(Stored data)
//! Structural and rule-based input validation.
//!
//! Every declared input is checked and every violation collected — no
//! short-circuiting, because form UIs need the complete list to highlight
//! all bad fields at once.

use std::fmt;

use serde_json::Value;

use crate::domain::{CalculatorDescriptor, InputKind, InputMap, InputSpec};

/// One violated constraint.
#[derive(Debug, Clone, PartialEq, Eq)]
pub struct ValidationIssue {
    /// The offending input, when the violation is attributable to one.
    pub input_id: Option<String>,
    pub message: String,
}

impl ValidationIssue {
    pub fn for_input(input_id: impl Into<String>, message: impl Into<String>) -> Self {
        Self {
            input_id: Some(input_id.into()),
            message: message.into(),
        }
    }
}

impl fmt::Display for ValidationIssue {
    fn fmt(&self, f: &mut fmt::Formatter<'_>) -> fmt::Result {
        f.write_str(&self.message)
    }
}

/// Check `inputs` against the descriptor. Empty iff fully valid.
pub fn validate(descriptor: &CalculatorDescriptor, inputs: &InputMap) -> Vec<ValidationIssue> {
    let mut issues = Vec::new();

    for spec in &descriptor.inputs {
        check_spec(spec, inputs, &mut issues);
    }

    // custom rules run after structural checks and see the whole map
    for rule in &descriptor.rules {
        let value = inputs.get(&rule.input_id).cloned().unwrap_or(Value::Null);
        if let Some(message) = (rule.check)(&value, inputs) {
            issues.push(ValidationIssue::for_input(rule.input_id.clone(), message));
        }
    }

    issues
}

fn check_spec(spec: &InputSpec, inputs: &InputMap, issues: &mut Vec<ValidationIssue>) {
    // null counts as absent, matching how forms submit empty fields
    let value = inputs.get(&spec.id).filter(|value| !value.is_null());
    let Some(value) = value else {
        if spec.required {
            issues.push(ValidationIssue::for_input(
                &spec.id,
                format!("`{}` is required", spec.id),
            ));
        }
        return;
    };

    match spec.kind {
        InputKind::Number => match value.as_f64() {
            None => issues.push(ValidationIssue::for_input(
                &spec.id,
                format!("`{}` must be a number", spec.id),
            )),
            Some(number) => {
                if let Some(min) = spec.min
                    && number < min
                {
                    issues.push(ValidationIssue::for_input(
                        &spec.id,
                        format!("`{}` is below the minimum of {min}", spec.id),
                    ));
                }
                if let Some(max) = spec.max
                    && number > max
                {
                    issues.push(ValidationIssue::for_input(
                        &spec.id,
                        format!("`{}` exceeds the maximum of {max}", spec.id),
                    ));
                }
            }
        },
        InputKind::Select => {
            if !spec.options.is_empty() {
                let matches = value
                    .as_str()
                    .is_some_and(|chosen| spec.options.iter().any(|option| option == chosen));
                if !matches {
                    issues.push(ValidationIssue::for_input(
                        &spec.id,
                        format!(
                            "`{}` must be one of: {}",
                            spec.id,
                            spec.options.join(", ")
                        ),
                    ));
                }
            }
        }
        InputKind::Text => {
            if !value.is_string() {
                issues.push(ValidationIssue::for_input(
                    &spec.id,
                    format!("`{}` must be text", spec.id),
                ));
            }
        }
        InputKind::Boolean => {
            if !value.is_boolean() {
                issues.push(ValidationIssue::for_input(
                    &spec.id,
                    format!("`{}` must be a boolean", spec.id),
                ));
            }
        }
    }
}
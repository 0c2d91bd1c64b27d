//! Calculation results as returned to callers and stored in the cache.

use serde::{Deserialize, Serialize};
use time::OffsetDateTime;

/// Accuracy class derived from computation duration.
///
/// The thresholds are part of the observable contract: under 100 ms is
/// `High`, under 500 ms is `Medium`, anything slower is `Low`.
#[derive(Debug, Clone, Copy, PartialEq, Eq, Serialize, Deserialize)]
#[serde(rename_all = "snake_case")]
pub enum Accuracy {
    High,
    Medium,
    Low,
}

impl Accuracy {
    /// Classify a computation duration in milliseconds.
    pub fn from_duration_ms(duration_ms: f64) -> Self {
        if duration_ms < 100.0 {
            Accuracy::High
        } else if duration_ms < 500.0 {
            Accuracy::Medium
        } else {
            Accuracy::Low
        }
    }

    pub fn as_str(self) -> &'static str {
        match self {
            Accuracy::High => "high",
            Accuracy::Medium => "medium",
            Accuracy::Low => "low",
        }
    }
}

/// One line of a result breakdown, in presentation order.
#[derive(Debug, Clone, PartialEq, Serialize, Deserialize)]
pub struct BreakdownLine {
    pub label: String,
    pub value: f64,
    pub unit: String,
    /// Share of the primary value, where meaningful.
    #[serde(default)]
    pub percentage: Option<f64>,
}

impl BreakdownLine {
    pub fn new(label: impl Into<String>, value: f64, unit: impl Into<String>) -> Self {
        Self {
            label: label.into(),
            value,
            unit: unit.into(),
            percentage: None,
        }
    }

    pub fn with_percentage(mut self, percentage: f64) -> Self {
        self.percentage = Some(percentage);
        self
    }
}

/// Execution metadata attached by the engine after dispatch.
#[derive(Debug, Clone, PartialEq, Serialize, Deserialize)]
pub struct ResultMetadata {
    pub calculation_time_ms: f64,
    pub accuracy: Accuracy,
    #[serde(with = "time::serde::rfc3339")]
    pub computed_at: OffsetDateTime,
}

impl ResultMetadata {
    pub fn from_duration_ms(calculation_time_ms: f64) -> Self {
        Self {
            calculation_time_ms,
            accuracy: Accuracy::from_duration_ms(calculation_time_ms),
            computed_at: OffsetDateTime::now_utc(),
        }
    }
}

impl Default for ResultMetadata {
    fn default() -> Self {
        Self::from_duration_ms(0.0)
    }
}

/// Immutable output of one calculation.
///
/// Cached by value and never mutated after insertion; the engine clones it
/// out of the cache on hits.
#[derive(Debug, Clone, PartialEq, Serialize, Deserialize)]
pub struct CalculationResult {
    pub primary_value: f64,
    pub primary_unit: String,
    pub primary_label: String,
    #[serde(default)]
    pub breakdown: Vec<BreakdownLine>,
    #[serde(default)]
    pub recommendations: Vec<String>,
    #[serde(default)]
    pub metadata: ResultMetadata,
}

impl CalculationResult {
    pub fn new(
        primary_value: f64,
        primary_unit: impl Into<String>,
        primary_label: impl Into<String>,
    ) -> Self {
        Self {
            primary_value,
            primary_unit: primary_unit.into(),
            primary_label: primary_label.into(),
            breakdown: Vec::new(),
            recommendations: Vec::new(),
            metadata: ResultMetadata::default(),
        }
    }

    pub fn with_breakdown(mut self, line: BreakdownLine) -> Self {
        self.breakdown.push(line);
        self
    }

    pub fn with_recommendation(mut self, text: impl Into<String>) -> Self {
        self.recommendations.push(text.into());
        self
    }
}

#[cfg(test)]
mod tests {
    use super::*;

    #[test]
    fn accuracy_thresholds() {
        assert_eq!(Accuracy::from_duration_ms(0.0), Accuracy::High);
        assert_eq!(Accuracy::from_duration_ms(99.9), Accuracy::High);
        assert_eq!(Accuracy::from_duration_ms(100.0), Accuracy::Medium);
        assert_eq!(Accuracy::from_duration_ms(499.9), Accuracy::Medium);
        assert_eq!(Accuracy::from_duration_ms(500.0), Accuracy::Low);
        assert_eq!(Accuracy::from_duration_ms(12_000.0), Accuracy::Low);
    }

    #[test]
    fn metadata_classifies_on_construction() {
        let metadata = ResultMetadata::from_duration_ms(250.0);
        assert_eq!(metadata.accuracy, Accuracy::Medium);
        assert_eq!(metadata.calculation_time_ms, 250.0);
    }

    #[test]
    fn result_serializes_round_trip() {
        let result = CalculationResult::new(42.5, "kg", "Total weight")
            .with_breakdown(BreakdownLine::new("Plate", 40.0, "kg").with_percentage(94.1))
            .with_recommendation("Order 5% extra for cutting waste");

        let json = serde_json::to_string(&result).expect("result serializes");
        let back: CalculationResult = serde_json::from_str(&json).expect("result deserializes");
        assert_eq!(back, result);
    }
}
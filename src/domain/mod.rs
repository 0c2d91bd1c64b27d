//! Domain model: calculator descriptors, input maps, and calculation results.

pub mod descriptor;
pub mod result;

pub use descriptor::{CalculatorDescriptor, CustomRule, InputKind, InputSpec};
pub use result::{Accuracy, BreakdownLine, CalculationResult, ResultMetadata};

/// Raw form input: input id → dynamically typed value.
///
/// Key enumeration order carries no meaning and never affects the derived
/// cache key.
pub type InputMap = serde_json::Map<String, serde_json::Value>;
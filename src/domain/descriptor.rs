//! Declarative input schemas for calculators.
//!
//! A descriptor describes *what a calculator accepts*, separate from the
//! algorithm that computes its output. The UI layer renders forms from it;
//! the validator enforces it.

use std::fmt;
use std::sync::Arc;
use std::time::Duration;

use serde::{Deserialize, Serialize};
use serde_json::Value;

use super::InputMap;

/// Kind of a declared form input.
#[derive(Debug, Clone, Copy, PartialEq, Eq, Serialize, Deserialize)]
#[serde(rename_all = "snake_case")]
pub enum InputKind {
    Number,
    Select,
    Text,
    Boolean,
}

impl InputKind {
    pub fn as_str(self) -> &'static str {
        match self {
            InputKind::Number => "number",
            InputKind::Select => "select",
            InputKind::Text => "text",
            InputKind::Boolean => "boolean",
        }
    }
}

/// One declared input: id, kind, and constraints.
#[derive(Debug, Clone, Serialize, Deserialize)]
pub struct InputSpec {
    pub id: String,
    pub kind: InputKind,
    #[serde(default)]
    pub required: bool,
    /// Lower bound for `Number` inputs.
    #[serde(default)]
    pub min: Option<f64>,
    /// Upper bound for `Number` inputs.
    #[serde(default)]
    pub max: Option<f64>,
    /// Allowed values for `Select` inputs.
    #[serde(default)]
    pub options: Vec<String>,
}

impl InputSpec {
    pub fn new(id: impl Into<String>, kind: InputKind) -> Self {
        Self {
            id: id.into(),
            kind,
            required: false,
            min: None,
            max: None,
            options: Vec::new(),
        }
    }

    pub fn number(id: impl Into<String>) -> Self {
        Self::new(id, InputKind::Number)
    }

    pub fn select(id: impl Into<String>, options: impl IntoIterator<Item = &'static str>) -> Self {
        let mut spec = Self::new(id, InputKind::Select);
        spec.options = options.into_iter().map(str::to_string).collect();
        spec
    }

    pub fn text(id: impl Into<String>) -> Self {
        Self::new(id, InputKind::Text)
    }

    pub fn boolean(id: impl Into<String>) -> Self {
        Self::new(id, InputKind::Boolean)
    }

    pub fn required(mut self) -> Self {
        self.required = true;
        self
    }

    pub fn range(mut self, min: f64, max: f64) -> Self {
        self.min = Some(min);
        self.max = Some(max);
        self
    }

    pub fn min(mut self, min: f64) -> Self {
        self.min = Some(min);
        self
    }

    pub fn max(mut self, max: f64) -> Self {
        self.max = Some(max);
        self
    }
}

/// Check function of a custom rule: (declared input's value, whole input map)
/// → violation message or `None`.
pub type RuleFn = dyn Fn(&Value, &InputMap) -> Option<String> + Send + Sync;

/// A descriptor-supplied validation rule bound to one declared input.
///
/// Rules run after structural checks and see the entire input map, so they
/// can express cross-field constraints.
#[derive(Clone)]
pub struct CustomRule {
    pub input_id: String,
    pub check: Arc<RuleFn>,
}

impl CustomRule {
    pub fn new<F>(input_id: impl Into<String>, check: F) -> Self
    where
        F: Fn(&Value, &InputMap) -> Option<String> + Send + Sync + 'static,
    {
        Self {
            input_id: input_id.into(),
            check: Arc::new(check),
        }
    }
}

impl fmt::Debug for CustomRule {
    fn fmt(&self, f: &mut fmt::Formatter<'_>) -> fmt::Result {
        f.debug_struct("CustomRule")
            .field("input_id", &self.input_id)
            .finish_non_exhaustive()
    }
}

/// Declarative schema for one calculator.
#[derive(Debug, Clone)]
pub struct CalculatorDescriptor {
    /// Unique calculator id, also the dispatch key.
    pub id: String,
    /// Declared inputs in form order.
    pub inputs: Vec<InputSpec>,
    /// Custom validation rules, run after structural checks.
    pub rules: Vec<CustomRule>,
    /// Per-calculator cache TTL; the store default applies when absent.
    pub cache_ttl: Option<Duration>,
}

impl CalculatorDescriptor {
    pub fn new(id: impl Into<String>) -> Self {
        Self {
            id: id.into(),
            inputs: Vec::new(),
            rules: Vec::new(),
            cache_ttl: None,
        }
    }

    pub fn with_input(mut self, spec: InputSpec) -> Self {
        self.inputs.push(spec);
        self
    }

    pub fn with_rule(mut self, rule: CustomRule) -> Self {
        self.rules.push(rule);
        self
    }

    pub fn with_cache_ttl(mut self, ttl: Duration) -> Self {
        self.cache_ttl = Some(ttl);
        self
    }

    /// Find a declared input by id.
    pub fn input(&self, id: &str) -> Option<&InputSpec> {
        self.inputs.iter().find(|spec| spec.id == id)
    }
}
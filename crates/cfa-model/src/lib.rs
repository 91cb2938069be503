mod domain;
pub use domain::*;

mod error;
pub use error::ModelError;

pub mod date;
pub mod labels;
pub mod pay;
pub mod remaining;

pub use remaining::{RemainingDuration, format_compact};
use base64::{Engine, engine::general_purpose::URL_SAFE_NO_PAD};
use cfa_model::TechnicianId;
use serde::Deserialize;
use tracing::{debug, warn};

use crate::{error::CoreError, secret::SecretStore};

/// Store key holding the bearer token.
pub const TOKEN_KEY: &str = "userToken";
/// Store key holding the technician id decoded from the token.
pub const USER_ID_KEY: &str = "userId";

/// Logged-in state kept in an injected [`SecretStore`].
pub struct Session<S> {
    store: S,
}

impl<S> Session<S>
where
    S: SecretStore,
{
    pub fn new(store: S) -> Self {
        Self { store }
    }

    pub fn store(&self) -> &S {
        &self.store
    }

    /// Persist a freshly issued token and the technician id carried in its `sub` claim.
    ///
    /// A token without a readable subject still counts as logged in; any
    /// previously stored id is dropped so it cannot leak into the new session.
    pub fn store_login(&self, token: &str) -> Result<Option<TechnicianId>, CoreError> {
        self.store.put(TOKEN_KEY, token)?;

        match jwt_subject(token) {
            Ok(Some(subject)) => {
                self.store.put(USER_ID_KEY, &subject)?;
                debug!(user_id = %subject, "technician id stored");
                Ok(Some(subject))
            }
            Ok(None) => {
                warn!("login token has no subject claim");
                self.store.delete(USER_ID_KEY)?;
                Ok(None)
            }
            Err(e) => {
                warn!(error = %e, "login token could not be decoded");
                self.store.delete(USER_ID_KEY)?;
                Ok(None)
            }
        }
    }

    pub fn token(&self) -> Result<Option<String>, CoreError> {
        Ok(self.store.get(TOKEN_KEY)?)
    }

    pub fn user_id(&self) -> Result<Option<TechnicianId>, CoreError> {
        Ok(self.store.get(USER_ID_KEY)?)
    }

    pub fn is_logged_in(&self) -> Result<bool, CoreError> {
        Ok(self.token()?.is_some())
    }

    pub fn require_token(&self) -> Result<String, CoreError> {
        self.token()?.ok_or(CoreError::NotAuthenticated)
    }

    pub fn require_user_id(&self) -> Result<TechnicianId, CoreError> {
        self.user_id()?.ok_or(CoreError::MissingTechnicianId)
    }

    /// Forget both token and technician id.
    pub fn logout(&self) -> Result<(), CoreError> {
        self.store.delete(TOKEN_KEY)?;
        self.store.delete(USER_ID_KEY)?;
        Ok(())
    }
}

#[derive(Deserialize)]
struct Claims {
    #[serde(default)]
    sub: Option<String>,
}

/// Read the `sub` claim of a JWT without verifying its signature.
///
/// Verification is the backend's job; the client only needs the id to address its own orders.
pub fn jwt_subject(token: &str) -> Result<Option<String>, CoreError> {
    let mut segments = token.trim().split('.');
    let (Some(_header), Some(payload), Some(_signature), None) = (
        segments.next(),
        segments.next(),
        segments.next(),
        segments.next(),
    ) else {
        return Err(CoreError::InvalidToken(
            "expected three dot-separated segments".to_string(),
        ));
    };

    let bytes = URL_SAFE_NO_PAD
        .decode(payload.trim_end_matches('='))
        .map_err(|e| CoreError::InvalidToken(format!("payload is not base64url: {e}")))?;
    let claims: Claims = serde_json::from_slice(&bytes)
        .map_err(|e| CoreError::InvalidToken(format!("payload is not a claims object: {e}")))?;

    Ok(claims.sub.filter(|sub| !sub.is_empty()))
}
use std::{
    collections::BTreeMap,
    fs,
    io::ErrorKind,
    path::{Path, PathBuf},
    sync::Mutex,
};

use tracing::debug;

use super::{SecretStore, StoreError};

/// JSON map persisted to a single file.
///
/// Every operation re-reads the file so separate processes observe each other's writes.
/// On unix the file is created with mode `0600`.
pub struct FileStore {
    path: PathBuf,
    lock: Mutex<()>,
}

impl FileStore {
    /// Use `path` as backing file. The file and its parent directory are created on first write.
    pub fn open(path: impl Into<PathBuf>) -> Self {
        Self {
            path: path.into(),
            lock: Mutex::new(()),
        }
    }

    pub fn path(&self) -> &Path {
        &self.path
    }

    fn load(&self) -> Result<BTreeMap<String, String>, StoreError> {
        let raw = match fs::read_to_string(&self.path) {
            Ok(raw) => raw,
            Err(e) if e.kind() == ErrorKind::NotFound => return Ok(BTreeMap::new()),
            Err(e) => return Err(e.into()),
        };
        if raw.trim().is_empty() {
            return Ok(BTreeMap::new());
        }
        serde_json::from_str(&raw).map_err(|e| StoreError::Corrupt {
            path: self.path.display().to_string(),
            reason: e.to_string(),
        })
    }

    fn save(&self, map: &BTreeMap<String, String>) -> Result<(), StoreError> {
        if let Some(parent) = self.path.parent()
            && !parent.as_os_str().is_empty()
        {
            fs::create_dir_all(parent)?;
        }
        let body = serde_json::to_string_pretty(map).map_err(|e| StoreError::Corrupt {
            path: self.path.display().to_string(),
            reason: e.to_string(),
        })?;
        fs::write(&self.path, body)?;
        restrict_permissions(&self.path)?;
        debug!(path = %self.path.display(), keys = map.len(), "credential store written");
        Ok(())
    }
}

impl SecretStore for FileStore {
    fn get(&self, key: &str) -> Result<Option<String>, StoreError> {
        let _guard = self.lock.lock().map_err(|_| StoreError::Poisoned)?;
        Ok(self.load()?.remove(key))
    }

    fn put(&self, key: &str, value: &str) -> Result<(), StoreError> {
        let _guard = self.lock.lock().map_err(|_| StoreError::Poisoned)?;
        let mut map = self.load()?;
        map.insert(key.to_string(), value.to_string());
        self.save(&map)
    }

    fn delete(&self, key: &str) -> Result<(), StoreError> {
        let _guard = self.lock.lock().map_err(|_| StoreError::Poisoned)?;
        let mut map = self.load()?;
        if map.remove(key).is_some() {
            self.save(&map)?;
        }
        Ok(())
    }
}

#[cfg(unix)]
fn restrict_permissions(path: &Path) -> Result<(), StoreError> {
    use std::os::unix::fs::PermissionsExt;
    fs::set_permissions(path, fs::Permissions::from_mode(0o600))?;
    Ok(())
}

#[cfg(not(unix))]
fn restrict_permissions(_path: &Path) -> Result<(), StoreError> {
    Ok(())
}

#[cfg(test)]
mod tests {
    use super::*;

    #[test]
    fn missing_file_reads_as_empty() {
        let dir = tempfile::tempdir().unwrap();
        let store = FileStore::open(dir.path().join("creds.json"));
        assert_eq!(store.get("userToken").unwrap(), None);
        store.delete("userToken").unwrap();
        assert!(!store.path().exists());
    }

    #[test]
    fn persists_across_instances() {
        let dir = tempfile::tempdir().unwrap();
        let path = dir.path().join("nested").join("creds.json");

        FileStore::open(&path).put("userToken", "jwt").unwrap();
        FileStore::open(&path).put("userId", "tech-1").unwrap();

        let reopened = FileStore::open(&path);
        assert_eq!(reopened.get("userToken").unwrap().as_deref(), Some("jwt"));
        assert_eq!(reopened.get("userId").unwrap().as_deref(), Some("tech-1"));

        reopened.delete("userToken").unwrap();
        assert_eq!(FileStore::open(&path).get("userToken").unwrap(), None);
        assert_eq!(FileStore::open(&path).get("userId").unwrap().as_deref(), Some("tech-1"));
    }

    #[test]
    fn corrupt_file_is_reported() {
        let dir = tempfile::tempdir().unwrap();
        let path = dir.path().join("creds.json");
        fs::write(&path, "not json").unwrap();

        let err = FileStore::open(&path).get("userToken").unwrap_err();
        assert!(matches!(err, StoreError::Corrupt { .. }));
    }

    #[cfg(unix)]
    #[test]
    fn file_is_owner_only() {
        use std::os::unix::fs::PermissionsExt;

        let dir = tempfile::tempdir().unwrap();
        let store = FileStore::open(dir.path().join("creds.json"));
        store.put("userToken", "jwt").unwrap();

        let mode = fs::metadata(store.path()).unwrap().permissions().mode();
        assert_eq!(mode & 0o777, 0o600);
    }
}
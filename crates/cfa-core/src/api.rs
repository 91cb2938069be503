use async_trait::async_trait;
use cfa_model::{Order, OrderId, RemainingDuration, StatusChange};

use crate::error::ApiError;

/// Technician-facing backend operations.
///
/// This trait is the seam between client logic and transport, allowing:
/// - the HTTP implementation in `cfa-client`
/// - in-process fakes for tests
#[async_trait]
pub trait TechApi: Send + Sync + 'static {
    /// Exchange credentials for a bearer token.
    async fn login(&self, username: &str, password: &str) -> Result<String, ApiError>;

    /// Orders open for claiming.
    async fn available_orders(&self) -> Result<Vec<Order>, ApiError>;

    /// Orders already claimed by `technician`.
    async fn scheduled_orders(&self, technician: &str) -> Result<Vec<Order>, ApiError>;

    /// Time left until the order's scheduled service, as of now.
    async fn remaining_time(&self, order: &OrderId) -> Result<RemainingDuration, ApiError>;

    /// Assign `order` to `technician`.
    async fn claim_order(&self, order: &OrderId, technician: &str) -> Result<(), ApiError>;

    async fn update_status(&self, order: &OrderId, status: StatusChange) -> Result<(), ApiError>;
}
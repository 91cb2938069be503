mod cli;
mod commands;
mod output;

use anyhow::{Context, Result};
use cfa_observe::{LoggerConfig, logger_init};
use clap::Parser;
use time::UtcOffset;

use crate::cli::Cli;

fn main() -> Result<()> {
    // Must run while the process is single-threaded.
    let offset = UtcOffset::current_local_offset().unwrap_or(UtcOffset::UTC);
    let cli = Cli::parse();

    let mut log_cfg = LoggerConfig::from_env()
        .context("invalid logging environment")?
        .with_verbosity(cli.verbose);
    if let Some(format) = cli.log_format {
        log_cfg.format = format;
    }
    logger_init(&log_cfg).context("failed to initialize logger")?;

    tokio::runtime::Builder::new_current_thread()
        .enable_all()
        .build()
        .context("failed to start runtime")?
        .block_on(commands::run(cli, offset))
}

» Instructions to follow
Each line from the top of the entries above through the line containing "impl fmt::Display for" must be transcribed exactly, and no other line may appear.

» Reply
//! Structural and rule-based input validation.
//!
//! Every declared input is checked and every violation collected — no
//! short-circuiting, because form UIs need the complete list to highlight
//! all bad fields at once.

use std::fmt;

use serde_json::Value;

use crate::domain::{CalculatorDescriptor, InputKind, InputMap, InputSpec};

/// One violated constraint.
#[derive(Debug, Clone, PartialEq, Eq)]
pub struct ValidationIssue {
    /// The offending input, when the violation is attributable to one.
    pub input_id: Option<String>,
    pub message: String,
}

impl ValidationIssue {
    pub fn for_input(input_id: impl Into<String>, message: impl Into<String>) -> Self {
        Self {
            input_id: Some(input_id.into()),
            message: message.into(),
        }
    }
}

impl fmt::Display for ValidationIssue {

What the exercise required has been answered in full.